Saved data entries
|---|
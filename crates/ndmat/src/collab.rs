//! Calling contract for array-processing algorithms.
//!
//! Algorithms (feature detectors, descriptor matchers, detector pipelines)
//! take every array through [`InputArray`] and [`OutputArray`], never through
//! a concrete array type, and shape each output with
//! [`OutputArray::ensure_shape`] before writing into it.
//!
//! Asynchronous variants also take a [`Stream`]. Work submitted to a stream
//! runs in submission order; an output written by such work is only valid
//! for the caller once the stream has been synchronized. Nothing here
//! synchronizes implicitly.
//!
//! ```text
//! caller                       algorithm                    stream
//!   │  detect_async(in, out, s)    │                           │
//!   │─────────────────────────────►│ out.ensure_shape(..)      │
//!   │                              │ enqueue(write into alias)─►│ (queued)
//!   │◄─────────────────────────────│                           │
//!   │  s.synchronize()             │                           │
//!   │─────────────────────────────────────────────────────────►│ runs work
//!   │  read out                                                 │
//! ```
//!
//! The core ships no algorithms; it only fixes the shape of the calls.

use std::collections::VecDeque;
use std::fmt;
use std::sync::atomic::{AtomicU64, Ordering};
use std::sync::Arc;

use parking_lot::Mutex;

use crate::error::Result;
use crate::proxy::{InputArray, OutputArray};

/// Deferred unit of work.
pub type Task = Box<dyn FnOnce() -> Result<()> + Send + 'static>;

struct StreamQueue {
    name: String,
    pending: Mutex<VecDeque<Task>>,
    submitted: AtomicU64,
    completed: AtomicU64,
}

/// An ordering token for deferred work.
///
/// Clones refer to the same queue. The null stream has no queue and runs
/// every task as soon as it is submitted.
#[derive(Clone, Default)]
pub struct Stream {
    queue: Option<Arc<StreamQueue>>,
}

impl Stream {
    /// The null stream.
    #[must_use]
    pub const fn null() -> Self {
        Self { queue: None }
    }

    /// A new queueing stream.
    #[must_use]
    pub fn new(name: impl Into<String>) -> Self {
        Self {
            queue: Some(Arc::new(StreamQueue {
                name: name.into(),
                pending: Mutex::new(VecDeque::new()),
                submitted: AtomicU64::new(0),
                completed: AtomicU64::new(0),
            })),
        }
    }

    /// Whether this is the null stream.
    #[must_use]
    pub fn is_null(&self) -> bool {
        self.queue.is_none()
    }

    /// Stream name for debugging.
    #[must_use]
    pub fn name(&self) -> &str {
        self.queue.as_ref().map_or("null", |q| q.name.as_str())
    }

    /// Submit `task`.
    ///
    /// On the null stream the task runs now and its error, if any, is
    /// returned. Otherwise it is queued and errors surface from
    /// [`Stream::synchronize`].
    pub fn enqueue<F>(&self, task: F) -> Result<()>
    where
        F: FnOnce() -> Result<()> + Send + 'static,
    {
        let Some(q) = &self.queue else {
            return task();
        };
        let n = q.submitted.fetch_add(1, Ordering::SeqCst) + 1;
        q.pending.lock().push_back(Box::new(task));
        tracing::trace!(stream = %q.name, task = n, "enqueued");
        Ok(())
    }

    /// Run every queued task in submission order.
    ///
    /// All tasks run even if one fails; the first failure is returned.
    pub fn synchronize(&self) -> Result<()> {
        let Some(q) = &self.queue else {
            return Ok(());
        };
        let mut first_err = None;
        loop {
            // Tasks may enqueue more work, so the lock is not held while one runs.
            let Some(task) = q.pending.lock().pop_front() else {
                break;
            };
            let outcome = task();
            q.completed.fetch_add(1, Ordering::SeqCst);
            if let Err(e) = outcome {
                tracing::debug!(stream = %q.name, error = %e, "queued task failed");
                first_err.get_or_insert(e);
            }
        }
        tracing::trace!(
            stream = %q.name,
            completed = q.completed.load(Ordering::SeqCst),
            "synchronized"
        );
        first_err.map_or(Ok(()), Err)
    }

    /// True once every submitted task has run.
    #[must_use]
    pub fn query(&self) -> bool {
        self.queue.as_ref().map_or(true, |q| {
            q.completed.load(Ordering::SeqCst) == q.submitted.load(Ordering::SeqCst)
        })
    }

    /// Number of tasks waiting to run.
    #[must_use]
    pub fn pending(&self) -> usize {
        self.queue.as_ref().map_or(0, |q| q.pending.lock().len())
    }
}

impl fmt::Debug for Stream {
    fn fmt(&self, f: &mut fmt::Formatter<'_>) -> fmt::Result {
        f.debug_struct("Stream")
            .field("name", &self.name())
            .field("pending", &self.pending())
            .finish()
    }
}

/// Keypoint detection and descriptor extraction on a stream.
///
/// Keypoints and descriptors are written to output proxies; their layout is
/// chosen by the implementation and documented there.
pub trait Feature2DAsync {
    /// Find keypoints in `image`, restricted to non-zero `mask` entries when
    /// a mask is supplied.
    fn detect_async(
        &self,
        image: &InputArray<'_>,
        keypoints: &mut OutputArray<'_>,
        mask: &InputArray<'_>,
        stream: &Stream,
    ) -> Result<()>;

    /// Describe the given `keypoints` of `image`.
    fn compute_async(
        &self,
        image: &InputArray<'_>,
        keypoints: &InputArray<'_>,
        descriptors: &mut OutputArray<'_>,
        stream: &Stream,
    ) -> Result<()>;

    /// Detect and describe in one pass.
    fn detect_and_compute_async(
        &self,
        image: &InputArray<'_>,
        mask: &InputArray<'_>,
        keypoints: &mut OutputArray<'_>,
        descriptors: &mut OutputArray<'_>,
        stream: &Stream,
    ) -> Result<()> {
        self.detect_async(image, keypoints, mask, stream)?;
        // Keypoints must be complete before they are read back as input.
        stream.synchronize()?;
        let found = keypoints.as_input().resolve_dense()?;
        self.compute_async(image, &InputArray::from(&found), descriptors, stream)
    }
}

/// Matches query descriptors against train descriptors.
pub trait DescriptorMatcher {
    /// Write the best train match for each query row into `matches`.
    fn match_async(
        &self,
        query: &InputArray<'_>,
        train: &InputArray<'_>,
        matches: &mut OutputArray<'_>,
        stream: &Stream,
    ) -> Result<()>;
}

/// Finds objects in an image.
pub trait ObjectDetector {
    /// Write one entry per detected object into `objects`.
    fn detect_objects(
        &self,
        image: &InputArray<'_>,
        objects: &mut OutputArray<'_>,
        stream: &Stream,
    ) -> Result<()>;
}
|---|
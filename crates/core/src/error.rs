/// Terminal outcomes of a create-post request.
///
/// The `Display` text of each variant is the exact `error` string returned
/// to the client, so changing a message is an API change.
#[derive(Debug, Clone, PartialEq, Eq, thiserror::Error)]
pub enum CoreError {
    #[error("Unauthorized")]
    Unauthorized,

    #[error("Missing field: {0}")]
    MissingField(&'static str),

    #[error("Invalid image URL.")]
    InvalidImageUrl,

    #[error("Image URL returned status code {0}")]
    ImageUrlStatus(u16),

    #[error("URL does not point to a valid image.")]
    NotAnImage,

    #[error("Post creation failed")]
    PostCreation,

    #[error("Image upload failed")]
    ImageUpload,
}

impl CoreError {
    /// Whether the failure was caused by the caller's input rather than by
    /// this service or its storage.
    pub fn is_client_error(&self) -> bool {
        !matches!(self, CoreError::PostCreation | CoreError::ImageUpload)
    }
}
|---|
:: What to produce ::
Extract exactly and only the lines above from the line containing "filename crates/ndmat/src/collab.rs" through the line containing "each output with", both end lines included.

:: Exercise answer ::
filename crates/ndmat/src/collab.rs
//! Calling contract for array-processing algorithms.
//!
//! Algorithms (feature detectors, descriptor matchers, detector pipelines)
//! take every array through [`InputArray`] and [`OutputArray`], never through
//! a concrete array type, and shape each output with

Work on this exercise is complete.